Return all lines from the entries below in which the word "await" is present.
━━ Working data
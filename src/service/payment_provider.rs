// service/payment_provider.rs
use async_trait::async_trait;
use hmac::{Hmac, Mac};
use serde::{Deserialize, Serialize};
use sha2::Sha256;
use subtle::ConstantTimeEq;
use thiserror::Error;

use crate::config::Config;

/// Webhooks older than this are rejected.
pub const WEBHOOK_TOLERANCE_SECS: u64 = 300;

#[derive(Debug, Error)]
pub enum GatewayError {
    #[error("Payment gateway is not configured")]
    NotConfigured,

    #[error("Request to payment gateway failed: {0}")]
    Http(#[from] reqwest::Error),

    #[error("Payment gateway rejected the request: {0}")]
    Rejected(String),

    #[error("Payment gateway unavailable (status {0})")]
    Unavailable(u16),

    #[error("Unexpected payment gateway response: {0}")]
    InvalidResponse(String),

    #[error("Could not encode gateway request: {0}")]
    Encoding(#[from] serde_urlencoded::ser::Error),
}

#[derive(Debug, Error, PartialEq)]
pub enum WebhookError {
    #[error("Signature header is malformed")]
    MalformedHeader,

    #[error("Webhook timestamp is outside the tolerance window")]
    TimestampOutOfTolerance,

    #[error("Webhook signature does not match")]
    SignatureMismatch,

    #[error("Webhook secret is not configured")]
    MissingSecret,
}

/// An authorised but uncaptured payment.
#[derive(Debug, Clone, Serialize, Deserialize)]
pub struct PaymentHold {
    pub payment_id: String,
    pub client_secret: Option<String>,
    pub status: String,
}

#[derive(Debug, Clone, Serialize, Deserialize)]
pub struct TransferReceipt {
    pub transfer_id: String,
}

#[derive(Debug, Clone, Serialize, Deserialize)]
pub struct RefundReceipt {
    pub refund_id: String,
    pub amount_minor: i64,
}

/// The payment processor as the rest of the service sees it. Amounts are in
/// minor units of `currency`.
#[async_trait]
pub trait PaymentGateway: Send + Sync + std::fmt::Debug {
    async fn create_hold(
        &self,
        amount_minor: i64,
        currency: &str,
        reference: &str,
    ) -> Result<PaymentHold, GatewayError>;

    async fn capture(&self, payment_id: &str) -> Result<(), GatewayError>;

    /// Pays out to a connected account. Replaying the same idempotency key
    /// returns the original transfer instead of moving money twice.
    async fn transfer(
        &self,
        destination: &str,
        amount_minor: i64,
        currency: &str,
        idempotency_key: &str,
    ) -> Result<TransferReceipt, GatewayError>;

    /// Refunds a captured payment, fully when `amount_minor` is `None`.
    async fn refund(
        &self,
        payment_id: &str,
        amount_minor: Option<i64>,
        idempotency_key: &str,
    ) -> Result<RefundReceipt, GatewayError>;
}

#[derive(Debug, Clone)]
pub struct StripeGateway {
    client: reqwest::Client,
    secret_key: String,
    api_base: String,
}

#[derive(Debug, Deserialize)]
struct StripeErrorBody {
    error: StripeErrorDetail,
}

#[derive(Debug, Deserialize)]
struct StripeErrorDetail {
    message: Option<String>,
    code: Option<String>,
}

#[derive(Debug, Deserialize)]
struct StripeObject {
    id: String,
    client_secret: Option<String>,
    status: Option<String>,
    amount: Option<i64>,
}

impl StripeGateway {
    pub fn new(config: &Config) -> Self {
        Self {
            client: reqwest::Client::new(),
            secret_key: config.stripe_secret_key.clone(),
            api_base: config.stripe_api_base.trim_end_matches('/').to_string(),
        }
    }

    async fn post_form(
        &self,
        path: &str,
        params: &[(&str, String)],
        idempotency_key: Option<&str>,
    ) -> Result<StripeObject, GatewayError> {
        if self.secret_key.is_empty() {
            return Err(GatewayError::NotConfigured);
        }

        let body = serde_urlencoded::to_string(params)?;
        let mut request = self
            .client
            .post(format!("{}{}", self.api_base, path))
            .bearer_auth(&self.secret_key)
            .header("Content-Type", "application/x-www-form-urlencoded")
            .body(body);

        if let Some(key) = idempotency_key {
            request = request.header("Idempotency-Key", key);
        }

        let response = request.send().await?;
        let status = response.status();

        if status.is_server_error() {
            return Err(GatewayError::Unavailable(status.as_u16()));
        }

        let text = response.text().await?;

        if !status.is_success() {
            let message = serde_json::from_str::<StripeErrorBody>(&text)
                .map(|body| {
                    body.error
                        .message
                        .or(body.error.code)
                        .unwrap_or_else(|| status.to_string())
                })
                .unwrap_or_else(|_| status.to_string());
            return Err(GatewayError::Rejected(message));
        }

        serde_json::from_str::<StripeObject>(&text)
            .map_err(|e| GatewayError::InvalidResponse(e.to_string()))
    }
}

#[async_trait]
impl PaymentGateway for StripeGateway {
    async fn create_hold(
        &self,
        amount_minor: i64,
        currency: &str,
        reference: &str,
    ) -> Result<PaymentHold, GatewayError> {
        let params = [
            ("amount", amount_minor.to_string()),
            ("currency", currency.to_lowercase()),
            ("capture_method", "manual".to_string()),
            ("automatic_payment_methods[enabled]", "true".to_string()),
            ("metadata[reference]", reference.to_string()),
        ];

        let intent = self
            .post_form("/payment_intents", &params, Some(reference))
            .await?;

        Ok(PaymentHold {
            payment_id: intent.id,
            client_secret: intent.client_secret,
            status: intent.status.unwrap_or_default(),
        })
    }

    async fn capture(&self, payment_id: &str) -> Result<(), GatewayError> {
        self.post_form(
            &format!("/payment_intents/{}/capture", payment_id),
            &[],
            Some(&format!("capture-{}", payment_id)),
        )
        .await?;
        Ok(())
    }

    async fn transfer(
        &self,
        destination: &str,
        amount_minor: i64,
        currency: &str,
        idempotency_key: &str,
    ) -> Result<TransferReceipt, GatewayError> {
        let params = [
            ("amount", amount_minor.to_string()),
            ("currency", currency.to_lowercase()),
            ("destination", destination.to_string()),
            ("transfer_group", idempotency_key.to_string()),
        ];

        let transfer = self
            .post_form("/transfers", &params, Some(idempotency_key))
            .await?;

        Ok(TransferReceipt {
            transfer_id: transfer.id,
        })
    }

    async fn refund(
        &self,
        payment_id: &str,
        amount_minor: Option<i64>,
        idempotency_key: &str,
    ) -> Result<RefundReceipt, GatewayError> {
        let mut params = vec![("payment_intent", payment_id.to_string())];
        if let Some(amount) = amount_minor {
            params.push(("amount", amount.to_string()));
        }

        let refund = self
            .post_form("/refunds", &params, Some(idempotency_key))
            .await?;

        Ok(RefundReceipt {
            refund_id: refund.id,
            amount_minor: refund.amount.or(amount_minor).unwrap_or_default(),
        })
    }
}

fn signature_for(secret: &str, timestamp: &str, payload: &[u8]) -> Result<String, WebhookError> {
    let mut mac = Hmac::<Sha256>::new_from_slice(secret.as_bytes())
        .map_err(|_| WebhookError::MissingSecret)?;
    mac.update(timestamp.as_bytes());
    mac.update(b".");
    mac.update(payload);
    Ok(hex::encode(mac.finalize().into_bytes()))
}

/// Checks a `t=<unix>,v1=<hex>` signature header against the raw request body.
pub fn verify_webhook_signature(
    payload: &[u8],
    header: &str,
    secret: &str,
    now_unix: i64,
) -> Result<(), WebhookError> {
    if secret.is_empty() {
        return Err(WebhookError::MissingSecret);
    }

    let mut timestamp = None;
    let mut signatures = Vec::new();
    for part in header.split(',') {
        match part.trim().split_once('=') {
            Some(("t", value)) => timestamp = Some(value),
            Some(("v1", value)) => signatures.push(value),
            _ => {}
        }
    }

    let timestamp = timestamp.ok_or(WebhookError::MalformedHeader)?;
    if signatures.is_empty() {
        return Err(WebhookError::MalformedHeader);
    }

    let sent_at: i64 = timestamp
        .parse()
        .map_err(|_| WebhookError::MalformedHeader)?;
    if now_unix.abs_diff(sent_at) > WEBHOOK_TOLERANCE_SECS {
        return Err(WebhookError::TimestampOutOfTolerance);
    }

    let expected = signature_for(secret, timestamp, payload)?;
    let matched = signatures
        .iter()
        .any(|candidate| bool::from(candidate.as_bytes().ct_eq(expected.as_bytes())));

    if matched {
        Ok(())
    } else {
        Err(WebhookError::SignatureMismatch)
    }
}

#[derive(Debug, Clone, Deserialize)]
pub struct GatewayEvent {
    pub id: String,
    #[serde(rename = "type")]
    pub event_type: String,
    pub data: GatewayEventData,
}

#[derive(Debug, Clone, Deserialize)]
pub struct GatewayEventData {
    pub object: serde_json::Value,
}

impl GatewayEvent {
    /// The payment this event concerns. Charge events point at their payment
    /// through `payment_intent`.
    pub fn payment_id(&self) -> Option<&str> {
        if self.event_type.starts_with("charge.") {
            self.data.object["payment_intent"].as_str()
        } else {
            self.data.object["id"].as_str()
        }
    }

    pub fn failure_message(&self) -> Option<&str> {
        self.data.object["last_payment_error"]["message"].as_str()
    }
}

#[cfg(test)]
pub mod mock {
    use super::*;
    use std::collections::HashSet;
    use std::sync::Mutex;

    /// Records calls and fails transfers to chosen destinations.
    #[derive(Debug, Default)]
    pub struct MockGateway {
        pub transfers: Mutex<Vec<(String, i64, String)>>,
        pub refunds: Mutex<Vec<(String, Option<i64>)>>,
        pub captures: Mutex<Vec<String>>,
        failing_destinations: Mutex<HashSet<String>>,
    }

    impl MockGateway {
        pub fn fail_transfers_to(&self, destination: &str) {
            self.failing_destinations
                .lock()
                .unwrap()
                .insert(destination.to_string());
        }

        pub fn transfer_count(&self) -> usize {
            self.transfers.lock().unwrap().len()
        }

        pub fn refund_count(&self) -> usize {
            self.refunds.lock().unwrap().len()
        }
    }

    #[async_trait]
    impl PaymentGateway for MockGateway {
        async fn create_hold(
            &self,
            amount_minor: i64,
            _currency: &str,
            reference: &str,
        ) -> Result<PaymentHold, GatewayError> {
            Ok(PaymentHold {
                payment_id: format!("pi_{}_{}", reference, amount_minor),
                client_secret: Some("secret".to_string()),
                status: "requires_payment_method".to_string(),
            })
        }

        async fn capture(&self, payment_id: &str) -> Result<(), GatewayError> {
            self.captures.lock().unwrap().push(payment_id.to_string());
            Ok(())
        }

        async fn transfer(
            &self,
            destination: &str,
            amount_minor: i64,
            _currency: &str,
            idempotency_key: &str,
        ) -> Result<TransferReceipt, GatewayError> {
            if self.failing_destinations.lock().unwrap().contains(destination) {
                return Err(GatewayError::Rejected("account closed".to_string()));
            }
            self.transfers.lock().unwrap().push((
                destination.to_string(),
                amount_minor,
                idempotency_key.to_string(),
            ));
            Ok(TransferReceipt {
                transfer_id: format!("tr_{}", idempotency_key),
            })
        }

        async fn refund(
            &self,
            payment_id: &str,
            amount_minor: Option<i64>,
            idempotency_key: &str,
        ) -> Result<RefundReceipt, GatewayError> {
            self.refunds
                .lock()
                .unwrap()
                .push((payment_id.to_string(), amount_minor));
            Ok(RefundReceipt {
                refund_id: format!("re_{}", idempotency_key),
                amount_minor: amount_minor.unwrap_or_default(),
            })
        }
    }
}

#[cfg(test)]
mod tests {
    use super::*;

    const SECRET: &str = "whsec_test";

    fn header_for(payload: &[u8], timestamp: i64) -> String {
        let signature = signature_for(SECRET, &timestamp.to_string(), payload).unwrap();
        format!("t={},v1={}", timestamp, signature)
    }

    #[test]
    fn test_valid_signature() {
        let payload = br#"{"id":"evt_1","type":"payment_intent.succeeded"}"#;
        let now = 1_700_000_000;
        let header = header_for(payload, now);
        assert_eq!(verify_webhook_signature(payload, &header, SECRET, now + 10), Ok(()));
    }

    #[test]
    fn test_tampered_payload_is_rejected() {
        let payload = br#"{"amount":100}"#;
        let now = 1_700_000_000;
        let header = header_for(payload, now);
        assert_eq!(
            verify_webhook_signature(br#"{"amount":999}"#, &header, SECRET, now),
            Err(WebhookError::SignatureMismatch)
        );
    }

    #[test]
    fn test_stale_and_malformed_headers() {
        let payload = b"{}";
        let now = 1_700_000_000;
        let header = header_for(payload, now - WEBHOOK_TOLERANCE_SECS as i64 - 1);
        assert_eq!(
            verify_webhook_signature(payload, &header, SECRET, now),
            Err(WebhookError::TimestampOutOfTolerance)
        );
        assert_eq!(
            verify_webhook_signature(payload, "v1=abc", SECRET, now),
            Err(WebhookError::MalformedHeader)
        );
        assert_eq!(
            verify_webhook_signature(payload, &header_for(payload, now), "", now),
            Err(WebhookError::MissingSecret)
        );
    }

    #[test]
    fn test_extreme_timestamp_is_out_of_tolerance() {
        let payload = b"{}";
        for timestamp in [i64::MIN, i64::MAX] {
            let header = format!("t={},v1=00", timestamp);
            assert_eq!(
                verify_webhook_signature(payload, &header, SECRET, 1_700_000_000),
                Err(WebhookError::TimestampOutOfTolerance)
            );
        }
    }

    #[test]
    fn test_event_payment_id() {
        let intent: GatewayEvent = serde_json::from_value(serde_json::json!({
            "id": "evt_1",
            "type": "payment_intent.succeeded",
            "data": { "object": { "id": "pi_123", "object": "payment_intent" } }
        }))
        .unwrap();
        assert_eq!(intent.payment_id(), Some("pi_123"));

        let charge: GatewayEvent = serde_json::from_value(serde_json::json!({
            "id": "evt_2",
            "type": "charge.refunded",
            "data": { "object": { "id": "ch_1", "payment_intent": "pi_123" } }
        }))
        .unwrap();
        assert_eq!(charge.payment_id(), Some("pi_123"));
    }

    #[tokio::test]
    async fn test_unconfigured_gateway() {
        let gateway = StripeGateway {
            client: reqwest::Client::new(),
            secret_key: String::new(),
            api_base: "http://localhost:1".to_string(),
        };
        let err = gateway.capture("pi_123").await.unwrap_err();
        assert!(matches!(err, GatewayError::NotConfigured));
    }
}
━━━━
Response =>
        let response = request.send().await?;
        let text = response.text().await?;
            .await?;
        .await?;
            .await?;
            .await?;
        let err = gateway.capture("pi_123").await.unwrap_err();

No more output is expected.